Tom Holland and Mark Wahlberg play treasure hunters on a journey to find a lost fleet of Spanish gold in Uncharted, a new adaptation of the popular video game franchise exclusive to Sony Playstation. Uncharted is breezy lightweight fun for a good hour, mixing Indiana Jones-style adventure and Ocean’s 11-like heists, but sags after a lengthy midsection in Barcelona and never quite recovers.
Holland is Nathan Drake, protagonist of the Uncharted video game franchise and an orphan whose older brother abandoned him in search of treasure when he was ten. Fifteen years later, Drake is a petty thief and Boston bartender who can mix a mean Negroni; Holland’s moves here challenge Tom Cruise in Cocktail.
Wahlberg is Victor ‘Sully’ Sullivan, the older mentor who approaches Drake with an offer of scoring billions of dollars in 16th-century gold hidden by the crew of explorer Ferdinand Magellan. That’s a quick pass for Nathan, who has no such need for material wealth, but Sully sweetens the pot: he was previously working with Drake’s long-lost brother, who just might be waiting by the pot of gold at the end of the rainbow.
Before we (or Nathan) can question the logistics of Uncharted’s treasure-hunting operation, Drake and Sully are pulling off a heist at a haughty Boston auction, swiping a jeweled cross-key that once belonged to the illustrious Moncada family before a put-upon heir (a devilish Antonio Banderas) can buy it back.

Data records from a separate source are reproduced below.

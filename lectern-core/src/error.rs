use std::path::PathBuf;
use thiserror::Error;

#[derive(Debug, Error)]
pub enum CoreError {
    // Configuration errors
    #[error("Config file not found at {path}. A template has been created - edit it if needed and restart.")]
    ConfigNotFound { path: PathBuf },

    #[error("Invalid config: {message}")]
    ConfigInvalid { message: String },

    #[error("Failed to parse config file: {0}")]
    ConfigParseError(#[from] toml::de::Error),

    // Document errors
    #[error(transparent)]
    Load(#[from] LoadError),

    // Session storage errors
    #[error("Failed to serialize session: {0}")]
    SessionSerialize(#[from] serde_json::Error),

    // Network errors
    #[error("Network request failed: {0}")]
    NetworkError(#[from] reqwest::Error),

    // IO errors
    #[error("IO error: {0}")]
    IoError(#[from] std::io::Error),
}

pub type Result<T> = std::result::Result<T, CoreError>;

/// Terminal failure of one import attempt.
///
/// No partial chapter list ever accompanies one of these.
#[derive(Debug, Error)]
pub enum LoadError {
    #[error("Unsupported file format: {extension:?}")]
    UnsupportedFormat { extension: String },

    #[error("Failed to read file: {0}")]
    ReadError(#[from] std::io::Error),

    #[error("Document could not be decoded: {reason}")]
    CorruptContainer { reason: String },

    #[error("No readable chapters found in document")]
    NoChaptersFound,

    #[error("Document took too long to load")]
    TimedOut,

    /// A newer import was started before this one finished
    #[error("Import was superseded by a newer one")]
    Superseded,
}

impl LoadError {
    /// The single message shown to the reader for this failure kind.
    #[must_use]
    pub const fn user_message(&self) -> &'static str {
        match self {
            Self::UnsupportedFormat { .. } => {
                "Unsupported file type. Please choose an .epub, .pdf or .txt file."
            }
            Self::ReadError(_) => "The file could not be read.",
            Self::CorruptContainer { .. } => {
                "The file appears to be damaged or is not a valid document."
            }
            Self::NoChaptersFound => "No readable text was found in this document.",
            Self::TimedOut => "Loading the document took too long and was cancelled.",
            Self::Superseded => "Another document was opened while this one was loading.",
        }
    }
}

/// Failure reported by an external decoder for a container, page or section.
#[derive(Debug, Error)]
pub enum DecodeError {
    #[error("decoder rejected the container: {0}")]
    Container(String),

    #[error("section {index} unavailable: {reason}")]
    Section { index: usize, reason: String },

    #[error("decoding was cancelled")]
    Cancelled,
}

/// Failure of a single dictionary request.
#[derive(Debug, Error)]
pub enum LookupError {
    #[error("dictionary request failed: {0}")]
    Transport(String),

    #[error("dictionary response could not be parsed: {0}")]
    Parse(String),

    /// Non-success HTTP status other than "not found"
    #[error("dictionary returned status {0}")]
    Status(u16),
}

#[cfg(test)]
mod tests {
    use super::*;

    #[test]
    fn test_user_messages_are_distinct() {
        let errors = [
            LoadError::UnsupportedFormat {
                extension: "docx".into(),
            },
            LoadError::ReadError(std::io::Error::other("boom")),
            LoadError::CorruptContainer {
                reason: "bad zip".into(),
            },
            LoadError::NoChaptersFound,
            LoadError::TimedOut,
            LoadError::Superseded,
        ];

        let mut messages: Vec<_> = errors.iter().map(LoadError::user_message).collect();
        messages.sort_unstable();
        messages.dedup();
        assert_eq!(messages.len(), errors.len());
    }

    #[test]
    fn test_load_error_converts_into_core_error() {
        let err: CoreError = LoadError::TimedOut.into();
        assert!(matches!(err, CoreError::Load(LoadError::TimedOut)));
        assert_eq!(err.to_string(), "Document took too long to load");
    }
}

And they’re almost immediately in Barcelona, where they meet the holder of a matching key that should lead them to the riches in the city’s underground crypts… which are also, now, trendy nightclubs. Chloe (Sophia Ali) has the other key but isn’t too keen on cooperating with our heroes, leading to a fun chase across the city’s tiled rooftops.
Like a nuclear submarine, Magellan’s fleet operated on the two-man rule, which complicates matters for these distrustful modern treasure hunters. You think that, since they know the location, they can just blow it open, but those keys get turned in every combination imaginable by Uncharted’s finale on the islands off Indonesia.
Nathan, the hero of the Uncharted series, is a good kid, but all these other characters are notorious double-crossers. Wahlberg’s Sully is a Han Solo-like lovable rogue with a warm heart under that bitter exterior, but you might sour on Ali’s heroine by the time she stabs the poor kid in the back for the third or fourth time.
And then there’s rival treasure hunter Jo Braddock (Tati Gabrielle), who has her own brand of duplicity. She leads a crew of baddies that includes a brute with an unintelligible Scottish brogue (Steven Waddington); Holland’s clueless rapport with Waddington is one of Uncharted’s comic highlights.
Directed by Ruben Fleischer (Zombieland, Venom) from a script credited to a half-dozen writers including The Wheel of Time showrunner Rafe Judkins, Uncharted is lightweight, fast-paced fun during its first half in Boston and Barcelona. There are first-rate scenes of action and adventure across both cities, mostly accomplished using stunt work and practical effects.
But Uncharted loses story momentum as it sets off for the Pacific, and it takes a stark tonal shift as well. Climactic scenes set mostly in mid-air feature Drake hopping across cargo platforms as they dangle behind a plane, and dueling helicopters carrying full-size Spanish galleons underneath them.
They’re supremely silly sequences, and less realistically-rendered than the kind of stuff that went on in Moonfall. That’s completely fine, but these scenes also don’t match the tone of the practical action in the first half of Uncharted, and instead come off like the kind of overblown spectacle that finishes most superhero movies.
Wahlberg and Holland are both enigmatic in the leads, and share some wonderful chemistry; the genuine entertainment value that Uncharted contains is largely thanks to them.
But Uncharted also has a fundamental character issue. While Wahlberg’s rogue has a real (if thin) character arc, Holland’s Drake is a total blank slate who doesn’t even have character motivation. That’s fine in a video game, where we can fill in for a faceless protagonist, but there’s little reason for Drake to even be in this movie other than to be manipulated by the film’s other characters. The carrot of finding his brother is dangled out in front of him early on, but that idea is abandoned fairly quickly.
The money? He couldn’t care less about the gold. It’s apparent by the end of the movie that Drake has no interest in finding Uncharted’s treasure, and ultimately nor do we. That leaves us to slog through about twenty minutes of climactic action with nary a rooting interest.
Despite the climactic missteps, Uncharted is still one of the better video game adaptations to come along, a solid notch above 2018’s similarly-themed Lara Croft. Whether that’s enough to launch Uncharted into a film franchise – as promised by a fun mid-credits sequence featuring Game of Thrones’ Pilou Asbæk – remains to be seen.